Timothy Ree (c) Cameron Blaylock
I Say Now These Are The Soul
How the hell it got here, in the apartment, behind this ugly couch we're so tired of looking at—the leg. • Imagine the rest of it, the rest of them naked, bald— mannequins in the room, seated by old typewriters, clicking word by slow word, late into the night. • Once, in a show on TV—up past midnight when I had the chance—the horror wasn't the dark curly wig, but the slow strange crawl across the kitchen floor. • How parts of us move, grow, in spite of us detach— like mercy, or the idea of mercy, withheld from those who need it most. • A kaleidoscope the size of a finger, forgotten toy— looking through it to blood cells, to flowers on fire, the inner dome of a cathedral, to stars. • All I see now is a landscape of bone, as in Where, where were you pointing, abba? Where exactly? • My favorite blue yo-yo, O the moves I'd master: the loop-the-loop, the sleeper—the dreamer become a dog on a leash, become a baby in a cradle, rocking— • The flying saucer.
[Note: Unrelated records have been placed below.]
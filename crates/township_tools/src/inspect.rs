//! Save file inspection.
//!
//! A save is replayed into a headless controller through the same confirm
//! path the game uses, so the report shows exactly what a player loading it
//! would get: which records still fit, and whether the rebuilt ledger is
//! consistent.

use std::collections::BTreeMap;
use std::fmt;
use std::path::Path;

use serde::Serialize;
use township_core::catalog::Catalog;
use township_core::config::PlacementConfig;
use township_core::controller::ToolController;
use township_core::ledger::OccupancyLayer;
use township_core::save::SaveGame;
use township_core::scene::HeadlessScene;

use crate::Result;

/// Result of replaying a save.
#[derive(Debug, Clone, Default, PartialEq, Serialize)]
pub struct SaveReport {
    /// Format version in the file.
    pub version: u32,
    /// Records in the file.
    pub records: usize,
    /// Records placed on replay.
    pub loaded: usize,
    /// Why each remaining record was dropped.
    pub skipped: Vec<String>,
    /// Placed entities per prefab name.
    pub counts: BTreeMap<String, usize>,
    /// Cells held by buildings.
    pub structure_cells: usize,
    /// Cells held by paths.
    pub path_cells: usize,
    /// Ledger problems after replay; empty when consistent.
    pub audit: Vec<String>,
}

impl SaveReport {
    /// Every record loaded and the ledger is consistent.
    #[must_use]
    pub fn is_clean(&self) -> bool {
        self.skipped.is_empty() && self.audit.is_empty()
    }
}

impl fmt::Display for SaveReport {
    fn fmt(&self, f: &mut fmt::Formatter<'_>) -> fmt::Result {
        writeln!(f, "Save version {}", self.version)?;
        writeln!(f, "Records: {} ({} loaded)", self.records, self.loaded)?;
        for (name, count) in &self.counts {
            writeln!(f, "  {name}: {count}")?;
        }
        writeln!(
            f,
            "Cells: {} structures, {} paths",
            self.structure_cells, self.path_cells
        )?;
        for reason in &self.skipped {
            writeln!(f, "Skipped {reason}")?;
        }
        for problem in &self.audit {
            writeln!(f, "Audit: {problem}")?;
        }
        Ok(())
    }
}

/// Replay `save` against `catalog` and report the outcome.
///
/// # Errors
///
/// Returns an error if the save was written by another format version.
pub fn inspect(save: &SaveGame, catalog: Catalog) -> Result<SaveReport> {
    let mut controller = ToolController::new(PlacementConfig::default(), catalog);
    let mut scene = HeadlessScene::new();
    let load = controller.load(&mut scene, save)?;

    let mut counts = BTreeMap::new();
    for entity in controller.entities() {
        let name = controller
            .catalog()
            .get(entity.type_index)
            .map_or_else(|| format!("#{}", entity.type_index), |prefab| prefab.name.clone());
        *counts.entry(name).or_insert(0) += 1;
    }

    let mut audit = controller.audit();
    if scene.live_instances() != controller.entity_count() {
        audit.push(format!(
            "{} instances live for {} entities",
            scene.live_instances(),
            controller.entity_count()
        ));
    }

    let ledger = controller.ledger();
    Ok(SaveReport {
        version: save.version,
        records: save.len(),
        loaded: load.loaded,
        skipped: load.skipped,
        counts,
        structure_cells: ledger.occupied_count(OccupancyLayer::Structures),
        path_cells: ledger.occupied_count(OccupancyLayer::Paths),
        audit,
    })
}

/// Load a save file and, optionally, a catalog file, then [`inspect`].
///
/// Without a catalog the built-in one is used.
///
/// # Errors
///
/// Returns an error if either file cannot be read or parsed, or the save
/// version does not match.
pub fn inspect_file(save_path: &Path, catalog_path: Option<&Path>) -> Result<SaveReport> {
    let save = SaveGame::load(save_path)?;
    let catalog = match catalog_path {
        Some(path) => Catalog::load(path)?,
        None => Catalog::starter(),
    };
    inspect(&save, catalog)
}

/// Render a report as pretty JSON.
///
/// # Errors
///
/// Returns an error if serialization fails.
pub fn to_json(report: &SaveReport) -> Result<String> {
    Ok(serde_json::to_string_pretty(report)?)
}

#[cfg(test)]
mod tests {
    use super::*;
    use township_core::save::PlacedRecord;
    use township_test_utils::fixtures::screen;
    use township_test_utils::{FakeScene, InputScript};

    /// Cottage at (0, 0), workshop at (3, 3), dirt path at (0, 0).
    fn sample_save() -> SaveGame {
        let mut controller = ToolController::default();
        let mut scene = FakeScene::new();
        let mut script = InputScript::new();

        for (type_index, x, z) in [(0, 0.0, 0.0), (1, 3.0, 3.0), (3, 0.0, 0.0)] {
            controller.start_placing(&mut scene, type_index);
            script.click_at(&mut controller, &mut scene, screen(x, z));
            script.cancel(&mut controller, &mut scene);
            script.idle(&mut controller, &mut scene, 4);
        }

        controller.save()
    }

    #[test]
    fn test_clean_save() {
        let save = sample_save();
        let report = inspect(&save, Catalog::starter()).unwrap();

        assert!(report.is_clean());
        assert_eq!(report.records, 3);
        assert_eq!(report.loaded, 3);
        assert_eq!(report.counts.get("workshop"), Some(&1));
        assert_eq!(report.structure_cells, 5);
        assert_eq!(report.path_cells, 1);
    }

    #[test]
    fn test_overlapping_record_is_reported() {
        let mut save = sample_save();
        let mut clash: PlacedRecord = save.entities[0].clone();
        clash.id = township_core::entity::EntityId::generate();
        save.entities.push(clash);

        let report = inspect(&save, Catalog::starter()).unwrap();

        assert!(!report.is_clean());
        assert_eq!(report.loaded, 3);
        assert_eq!(report.skipped.len(), 1);
        assert!(report.audit.is_empty());
        assert!(report.to_string().contains("Skipped"));
    }

    #[test]
    fn test_file_and_json() {
        let dir = tempfile::tempdir().unwrap();
        let path = dir.path().join("town.ron");
        sample_save().save(&path).unwrap();

        let report = inspect_file(&path, None).unwrap();
        let json = to_json(&report).unwrap();
        let value: serde_json::Value = serde_json::from_str(&json).unwrap();

        assert_eq!(value["loaded"], 3);
        assert_eq!(value["counts"]["cottage"], 1);
    }
}
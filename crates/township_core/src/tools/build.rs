//! Building placement.
//!
//! Single shot: a valid left click places the building and hands the
//! active slot back, unless the repeat modifier is held, in which case a
//! fresh preview of the same type is spawned straight away.

use glam::Vec2;

use super::{Tool, ToolMode, ToolSignal};
use crate::catalog::PrefabKind;
use crate::entity::EntityKind;
use crate::events::PlacementEvent;
use crate::input::{ClickDetector, TickInput};
use crate::placement::{Placement, PlacementWorld};
use crate::preview::PlacementPreview;
use crate::rotation::RotationController;
use crate::scene::Scene;

/// Places blocking structures.
#[derive(Debug, Clone)]
pub struct BuildTool {
    selected: Option<usize>,
    preview: Option<PlacementPreview>,
    cancel_click: ClickDetector,
}

impl BuildTool {
    /// Create an idle build tool.
    #[must_use]
    pub fn new(world: &PlacementWorld) -> Self {
        Self {
            selected: None,
            preview: None,
            cancel_click: ClickDetector::new(
                world.config.click_max_duration_secs,
                world.config.click_max_drag_pixels,
            ),
        }
    }

    /// Choose what the next activation places.
    ///
    /// Returns `false` when `type_index` is not a building in the catalog.
    pub fn select(&mut self, world: &PlacementWorld, type_index: usize) -> bool {
        match world.catalog.get(type_index) {
            Some(prefab) if prefab.kind == PrefabKind::Building => {
                self.selected = Some(type_index);
                true
            }
            _ => false,
        }
    }

    /// Type placed by the next activation.
    #[must_use]
    pub const fn selected(&self) -> Option<usize> {
        self.selected
    }

    fn spawn_preview(
        &mut self,
        world: &PlacementWorld,
        scene: &mut dyn Scene,
        cursor: Option<Vec2>,
    ) -> bool {
        let Some((type_index, prefab)) = self
            .selected
            .and_then(|index| world.catalog.get(index).map(|prefab| (index, prefab)))
        else {
            return false;
        };

        let rotation = RotationController::for_buildings(&world.config);
        self.preview = Some(PlacementPreview::spawn(
            world, scene, type_index, prefab, rotation, cursor,
        ));
        true
    }

    fn cancel_preview(&mut self, scene: &mut dyn Scene) {
        if let Some(preview) = self.preview.take() {
            preview.cancel(scene);
        }
    }
}

impl Tool for BuildTool {
    fn mode(&self) -> ToolMode {
        ToolMode::Build
    }

    fn activate(
        &mut self,
        world: &mut PlacementWorld,
        scene: &mut dyn Scene,
        cursor: Option<Vec2>,
    ) -> bool {
        self.cancel_click.reset();
        self.spawn_preview(world, scene, cursor)
    }

    fn deactivate(&mut self, world: &mut PlacementWorld, scene: &mut dyn Scene) {
        if let Some(preview) = self.preview.take() {
            world.events.push(PlacementEvent::PreviewCancelled {
                type_index: preview.type_index(),
            });
            preview.cancel(scene);
        }
        self.cancel_click.reset();
    }

    fn tick(
        &mut self,
        world: &mut PlacementWorld,
        scene: &mut dyn Scene,
        input: &TickInput,
    ) -> ToolSignal {
        let right_click = self
            .cancel_click
            .update(input.secondary, input.time, input.cursor);
        if input.cancel || right_click {
            tracing::debug!("Build placement cancelled");
            return ToolSignal::Exit;
        }

        let Some(preview) = self.preview.as_mut() else {
            return ToolSignal::Exit;
        };
        let Some(prefab) = world.catalog.get(preview.type_index()) else {
            self.cancel_preview(scene);
            return ToolSignal::Exit;
        };

        preview.update(world, scene, prefab, input);

        if !input.primary.just_pressed {
            return ToolSignal::Continue;
        }
        if !preview.is_valid() {
            tracing::debug!("Build confirm ignored: preview is invalid");
            return ToolSignal::Continue;
        }

        let request = Placement {
            id: None,
            type_index: preview.type_index(),
            position: preview.position(),
            angle: preview.angle(),
            instance: Some(preview.instance()),
            speed_modifier: None,
        };
        if world.confirm(request).is_none() {
            return ToolSignal::Continue;
        }

        if let Some(preview) = self.preview.take() {
            preview.finish(scene);
        }

        if input.modifier && self.spawn_preview(world, scene, input.cursor) {
            ToolSignal::Continue
        } else {
            ToolSignal::Exit
        }
    }

    fn preview(&self) -> Option<&PlacementPreview> {
        self.preview.as_ref()
    }

    fn owns(&self) -> Option<EntityKind> {
        Some(EntityKind::Structure)
    }
}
Or the man on a flying trapeze, had I practiced enough, had we not outgrown wonder— the Eiffel Tower made of string. • Remember grinning, first time flipping through the legend, I whispered No, a headless horse—or a horse with a missing leg. • In The Seventh Seal, how the knight stares at his hand, same hand with which he has, for now, evaded Death— at chess, what else?— • That he can move it, that he can move it at will— miracle enough. • We left it for you—the leg by the curb. We slipped it between two garbage bags.
Timothy Ree lives in Brooklyn, New York, where he teaches literature and writing at a public high school. He holds a BA in English from Wheaton College (IL) and an M.Div from Yale University, and is currently at work on his first manuscript.